Saved entries
//! # Event Store Errors
//!
//! One error type per failure class. Validation failures surface as
//! `security`, auth failures as `auth`, resource caps as `resource`, and
//! storage failures as `io`. Failures before sequence assignment leave no
//! state change; write failures after assignment quarantine the store.

use crate::auth::AuthError;
use crate::resource::ResourceError;
use crate::validation::ValidationError;
use thiserror::Error;

/// Errors from event store operations.
#[derive(Debug, Error)]
pub enum EventStoreError {
    /// Event exceeds the per-event size bound.
    #[error("Event size {size} bytes exceeds limit of {limit} bytes")]
    SizeExceeded { size: usize, limit: usize },

    /// Input validation rejected the event or batch.
    #[error("Security validation failed: {0}")]
    Security(#[from] ValidationError),

    /// Authentication or authorization failed.
    #[error("Authorization failed: {0}")]
    Auth(#[from] AuthError),

    /// A resource cap refused the operation.
    #[error("Resource limit exceeded: {0}")]
    Resource(#[from] ResourceError),

    /// Storage I/O failure.
    #[error("Storage I/O failure during {operation}: {source}")]
    Io {
        operation: &'static str,
        #[source]
        source: std::io::Error,
    },

    /// Event could not be serialized or deserialized.
    #[error("Serialization failed: {message}")]
    Serialization { message: String },

    /// A write failed after sequence assignment; the store refuses all
    /// further operations until restarted.
    #[error("Event store is quarantined after a failed write")]
    Quarantined,

    /// The store is shutting down.
    #[error("Event store is shut down")]
    Shutdown,
}

impl EventStoreError {
    /// Machine-readable failure kind.
    #[must_use]
    pub fn kind(&self) -> &'static str {
        match self {
            Self::SizeExceeded { .. } => "size_exceeded",
            Self::Security(_) => "security",
            Self::Auth(_) => "auth",
            Self::Resource(_) => "resource",
            Self::Io { .. } | Self::Serialization { .. } | Self::Quarantined => "io",
            Self::Shutdown => "shutdown",
        }
    }

    pub(crate) fn io(operation: &'static str, source: std::io::Error) -> Self {
        Self::Io { operation, source }
    }
}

▶ Problem requirements: Your task is to retype all the records above with nothing left out.

▶ Your response:
//! # Event Store Errors
//!
//! One error type per failure class. Validation failures surface as
//! `security`, auth failures as `auth`, resource caps as `resource`, and
//! storage failures as `io`. Failures before sequence assignment leave no
//! state change; write failures after assignment quarantine the store.

use crate::auth::AuthError;
use crate::resource::ResourceError;
use crate::validation::ValidationError;
use thiserror::Error;

/// Errors from event store operations.
#[derive(Debug, Error)]
pub enum EventStoreError {
    /// Event exceeds the per-event size bound.
    #[error("Event size {size} bytes exceeds limit of {limit} bytes")]
    SizeExceeded { size: usize, limit: usize },

    /// Input validation rejected the event or batch.
    #[error("Security validation failed: {0}")]
    Security(#[from] ValidationError),

    /// Authentication or authorization failed.
    #[error("Authorization failed: {0}")]
    Auth(#[from] AuthError),

    /// A resource cap refused the operation.
    #[error("Resource limit exceeded: {0}")]
    Resource(#[from] ResourceError),

    /// Storage I/O failure.
    #[error("Storage I/O failure during {operation}: {source}")]
    Io {
        operation: &'static str,
        #[source]
        source: std::io::Error,
    },

    /// Event could not be serialized or deserialized.
    #[error("Serialization failed: {message}")]
    Serialization { message: String },

    /// A write failed after sequence assignment; the store refuses all
    /// further operations until restarted.
    #[error("Event store is quarantined after a failed write")]
    Quarantined,

    /// The store is shutting down.
    #[error("Event store is shut down")]
    Shutdown,
}

impl EventStoreError {
    /// Machine-readable failure kind.
    #[must_use]
    pub fn kind(&self) -> &'static str {
        match self {
            Self::SizeExceeded { .. } => "size_exceeded",
            Self::Security(_) => "security",
            Self::Auth(_) => "auth",
            Self::Resource(_) => "resource",
            Self::Io { .. } | Self::Serialization { .. } | Self::Quarantined => "io",
            Self::Shutdown => "shutdown",
        }
    }

    pub(crate) fn io(operation: &'static str, source: std::io::Error) -> Self {
        Self::Io { operation, source }
    }
}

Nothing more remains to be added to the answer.